Interview

Rezession
Marcel Fratzscher: „Die Wirtschaft wird sich auch kommendes Jahr nicht erholen“

Marcel Fratzscher ist Präsident des Deutschen Institutes für Wirtschaftsforschung (DIW)

© Bernd von Jutrczenka / DPA

von Victoria Robertz

26.05.2023, 10:08
2 Min.

Deutschland ist in eine Rezession gerutscht. Ökonom Marcel Fratzscher erklärt, warum die Wirtschaft auf absehbare Zeit nicht aus der Krise kommen wird.
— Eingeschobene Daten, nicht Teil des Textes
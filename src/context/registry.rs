// Copyright 2025 coScene
//
// Licensed under the Apache License, Version 2.0 (the "License");
// you may not use this file except in compliance with the License.
// You may obtain a copy of the License at
//
//     http://www.apache.org/licenses/LICENSE-2.0
//
// Unless required by applicable law or agreed to in writing, software
// distributed under the License is distributed on an "AS IS" BASIS,
// WITHOUT WARRANTIES OR CONDITIONS OF ANY KIND, either express or implied.
// See the License for the specific language governing permissions and
// limitations under the License.

use std::collections::{BTreeMap, HashMap};
use std::sync::{Arc, Weak};

use smallvec::SmallVec;

use crate::channel::{ChannelId, RawChannel};
use crate::context::Context;
use crate::Schema;

/// Open channels of a context, indexed by ID and by topic
pub(super) struct ChannelRegistry {
    next_id: u64,
    channels: BTreeMap<ChannelId, Arc<RawChannel>>,
    // IDs in creation order, so the first entry is the oldest channel on the topic
    by_topic: HashMap<String, SmallVec<[ChannelId; 2]>>,
}

impl Default for ChannelRegistry {
    fn default() -> Self {
        Self {
            next_id: 1,
            channels: BTreeMap::new(),
            by_topic: HashMap::new(),
        }
    }
}

impl ChannelRegistry {
    pub(super) fn find(&self, topic: &str, message_encoding: &str) -> Option<&Arc<RawChannel>> {
        self.by_topic
            .get(topic)?
            .iter()
            .filter_map(|id| self.channels.get(id))
            .find(|channel| channel.message_encoding() == message_encoding)
    }

    pub(super) fn insert(
        &mut self,
        context: Weak<Context>,
        topic: String,
        message_encoding: String,
        schema: Option<Schema>,
        metadata: BTreeMap<String, String>,
    ) -> Arc<RawChannel> {
        let id = ChannelId::new(self.next_id);
        self.next_id += 1;
        self.by_topic.entry(topic.clone()).or_default().push(id);
        let channel = Arc::new(RawChannel::new(
            id,
            context,
            topic,
            message_encoding,
            schema,
            metadata,
        ));
        self.channels.insert(id, channel.clone());
        channel
    }

    pub(super) fn get(&self, id: ChannelId) -> Option<&Arc<RawChannel>> {
        self.channels.get(&id)
    }

    pub(super) fn first_by_topic(&self, topic: &str) -> Option<&Arc<RawChannel>> {
        self.by_topic
            .get(topic)?
            .first()
            .and_then(|id| self.channels.get(id))
    }

    pub(super) fn remove(&mut self, id: ChannelId) -> Option<Arc<RawChannel>> {
        let channel = self.channels.remove(&id)?;
        if let Some(ids) = self.by_topic.get_mut(channel.topic()) {
            ids.retain(|other| *other != id);
            if ids.is_empty() {
                self.by_topic.remove(channel.topic());
            }
        }
        Some(channel)
    }

    pub(super) fn iter(&self) -> impl Iterator<Item = &Arc<RawChannel>> {
        self.channels.values()
    }

    pub(super) fn len(&self) -> usize {
        self.channels.len()
    }

    /// Forgets every channel. IDs keep increasing.
    pub(super) fn clear(&mut self) {
        self.channels.clear();
        self.by_topic.clear();
    }
}

#[cfg(test)]
mod tests {
    use super::*;

    fn insert(registry: &mut ChannelRegistry, topic: &str, encoding: &str) -> Arc<RawChannel> {
        registry.insert(
            Weak::new(),
            topic.to_string(),
            encoding.to_string(),
            None,
            BTreeMap::new(),
        )
    }

    #[test]
    fn test_ids_increase_and_are_not_reused() {
        let mut registry = ChannelRegistry::default();
        let a = insert(&mut registry, "/a", "json");
        assert_eq!(a.id(), ChannelId::new(1));
        registry.remove(a.id());
        let b = insert(&mut registry, "/a", "json");
        assert_eq!(b.id(), ChannelId::new(2));
    }

    #[test]
    fn test_first_by_topic_is_oldest() {
        let mut registry = ChannelRegistry::default();
        let json = insert(&mut registry, "/a", "json");
        let cbor = insert(&mut registry, "/a", "cbor");
        assert_eq!(registry.first_by_topic("/a").unwrap().id(), json.id());
        registry.remove(json.id());
        assert_eq!(registry.first_by_topic("/a").unwrap().id(), cbor.id());
        registry.remove(cbor.id());
        assert!(registry.first_by_topic("/a").is_none());
    }

    #[test]
    fn test_find_matches_encoding() {
        let mut registry = ChannelRegistry::default();
        insert(&mut registry, "/a", "json");
        assert!(registry.find("/a", "json").is_some());
        assert!(registry.find("/a", "protobuf").is_none());
        assert!(registry.find("/b", "json").is_none());
    }
}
Herr Fratzscher, wir haben das zweite Quartal in Folge ein negatives Wachstum und erfüllen damit jetzt die Definition einer technischen Rezession. Sind das nur saisonale Effekte oder tatsächlich Ausdruck der Schwäche der deutschen Wirtschaft?
Zunächst fand die Rezession im Winterhalbjahr statt, im laufenden Quartal rechnen wir schon wieder mit positiven Zahlen. Aber insgesamt wird die Wirtschaft eher auf Vorjahresniveau bleiben und sich auch im kommenden Jahr nicht sichtbar erholen. Eine Besonderheit an der momentanen Lage ist, dass der private Konsum ungewöhnlich schwach ist.

Der ist durch die Inflation geschwächt?
Ja, die Reallöhne gehen deutlich zurück. Menschen mit geringen Einkommen sind davon besonders hart getroffen, weil die Inflation deutlich über den Lohnerhöhungen liegt. Die EZB wird die Zinsen wohl noch einmal erhöhen, was auch die Investitionen und die Löhne schwächt.

Also wird die Kaufkraft auch langfristig niedrig bleiben?
Die Kaufkraft von Menschen mit geringen und mittleren Einkommen wird wohl weiter deutlich sinken – ihre individuelle Inflation ist zwei- bis dreimal höher. Menschen mit hohen Einkommen können die Kosten für Energie und Lebensmittel noch relativ gut wegstecken. Zum Teil haben sie sogar deutliche Ersparnisse aus den Corona-Zeiten und durch die Entlastungen bei der Einkommenssteuer.